DESCRIPTION: Protein-mediated facilitative glucose transport is vital to cellular metabolism and organismal carbohydrate homeostasis. In spite of extensive study, the mechanism of glucose transport is unknown. The long-range goal of this laboratory is to understand the molecular mechanism of protein-mediated glucose transport. To achieve this goal, we propose to investigate the structure and function of the human glucose transport protein Glut1. This mammalian glucose transport protein is uniquely amenable to analysis being available as a purified protein from red blood cells and as a recombinant protein expressed in, and affinity-purified from Cos-7 cells. Specific Aims 1, 4, and 5 test the hypothesis that Glut1 functions as a cooperative homo tetramer in the cell membrane. Specific Aim 1 asks if tetrameric Glut1 is an artifact of isolation by investigating the effects of different detergents and lipids on transporter oligomeric size. Specific Aim 4 measures Glut1 cooperativity by stopped flow analysis of ligand binding to ask if perturbations of Glut1 oligomeric size by cysteine mutagenesis and by heterocomplex formation also affect Glut1 cooperativity. Specific Aim 5 exploits an unanticipated and recently discovered result of Glut1 cooperativity (transport stimulation by subsaturating levels of competitive inhibitors) to ask if altered Glut1 oligomeric size affects this cooperative behavior. Carbohydrate libraries will also be screened for potential "kinetic activators" of transport. Specific Aims 2 and 3 address Glut1 structure. Specific Aim 2 proposes tryptophan mutagenesis to identify Glut1 tryptophan residue(s) that mediate Glut1 tryptophan fluorescence quenching when ligands bind specifically at sugar uptake or sugar export sites. Specific Aim 3 maps Glut1 sugar uptake and export domains by use of site-specific photo-ligands, peptide mapping and peptide sequencing. Identified sites will be subjected to alanine scanning mutagenesis and the recombinant Glut1 will be remapped and tested for activity to confirm or refute loss of function.
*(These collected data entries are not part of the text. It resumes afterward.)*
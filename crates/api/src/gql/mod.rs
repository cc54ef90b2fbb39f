pub mod domains;
pub mod error;
pub mod loaders;
pub mod metrics;
pub mod root;
pub mod scalars;
pub mod schema;
pub mod subscriptions;
pub mod types;

pub use root::{MutationRoot, QueryRoot};
pub use schema::{build_schema, MarketSchema};
pub use subscriptions::SubscriptionRoot;
pub mod mutation_root;
pub mod query_root;

pub use mutation_root::MutationRoot;
pub use query_root::QueryRoot;
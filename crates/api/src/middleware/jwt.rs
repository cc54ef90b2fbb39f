use axum::{
    extract::{Request, State},
    http::header::AUTHORIZATION,
    middleware::Next,
    response::Response,
};

use crate::auth::{AuthUser, JwtService};
use crate::error::AppError;
use crate::state::AppState;

/// Validate an optional `Authorization` header and stash the caller in the
/// request extensions. Anonymous requests pass through untouched.
pub async fn jwt_middleware(
    State(state): State<AppState>,
    mut request: Request,
    next: Next,
) -> Result<Response, AppError> {
    let header = match request.headers().get(AUTHORIZATION) {
        Some(value) => Some(
            value
                .to_str()
                .map_err(|_| AppError::Unauthorized("Malformed Authorization header".to_string()))?,
        ),
        None => None,
    };

    if let Some(user) = authenticate_header(state.jwt_service(), header)? {
        request.extensions_mut().insert::<AuthUser>(user);
    }

    Ok(next.run(request).await)
}

/// Resolve an optional `Authorization` value to a caller.
///
/// `None` is anonymous. Anything present must be a valid bearer token.
pub fn authenticate_header(
    jwt_service: &JwtService,
    header: Option<&str>,
) -> Result<Option<AuthUser>, AppError> {
    let Some(header) = header else {
        return Ok(None);
    };

    let token = bearer_token(header).ok_or_else(|| {
        AppError::Unauthorized("Expected 'Authorization: Bearer <token>'".to_string())
    })?;

    jwt_service
        .authenticate(token)
        .map(Some)
        .map_err(|_| AppError::Unauthorized("Invalid or expired token".to_string()))
}

/// Token part of a `Bearer <token>` header value. The scheme is matched
/// case-insensitively.
pub fn bearer_token(header: &str) -> Option<&str> {
    let (scheme, token) = header.trim().split_once(' ')?;
    if !scheme.eq_ignore_ascii_case("bearer") {
        return None;
    }

    Some(token.trim()).filter(|t| !t.is_empty())
}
描述：蛋白质介导的促进葡萄糖转运对于 细胞代谢和有机碳水化合物稳态。尽管 广泛的研究，葡萄糖转运的机制尚不清楚。远程 该实验室的目标是了解分子机制 蛋白质介导的葡萄糖转运。为了实现这一目标，我们建议 研究人葡萄糖转运蛋白的结构和功能 glut1。该哺乳动物葡萄糖转运蛋白与 分析可作为来自红细胞的纯化蛋白质，作为纯化的蛋白 重组蛋白在COS-7细胞中表达并亲和力纯化。 具体目的1、4和5检验了GLUT1充当的假设 细胞膜中的合作均匀四聚体。特定的目标1问是否是否 四聚体Glut1是通过研究 转运蛋白低聚大小的不同洗涤剂和脂质。具体目标4 通过停止配体结合的流量分析来衡量GLUT1合作性 如果半胱氨酸诱变和通过 杂点的形成也会影响GLUT1的合作。具体目标5 利用GLUT1合作的意外而最近发现的结果 （通过竞争抑制剂的饱和水平进行运输刺激） 询问GLUT1低聚大小是否会影响这种合作行为。 碳水化合物文库也将被筛选，以获取潜在的“动力激活剂” 运输。 具体目标2和3地址GLUT1结构。特定目标2提出 色氨酸诱变，以鉴定介导的GLUT1色氨酸残基 Glut1色氨酸荧光淬灭时配体在糖上特别结合时 吸收或糖出口地点。特定的目标3地图GLUT1糖吸收和导出 使用特定于位点的光合物，肽映射和肽的域 测序。确定的位点将进行丙氨酸扫描诱变 重组GLUT1将重新构造并测试活动以确认 或反驳功能丧失。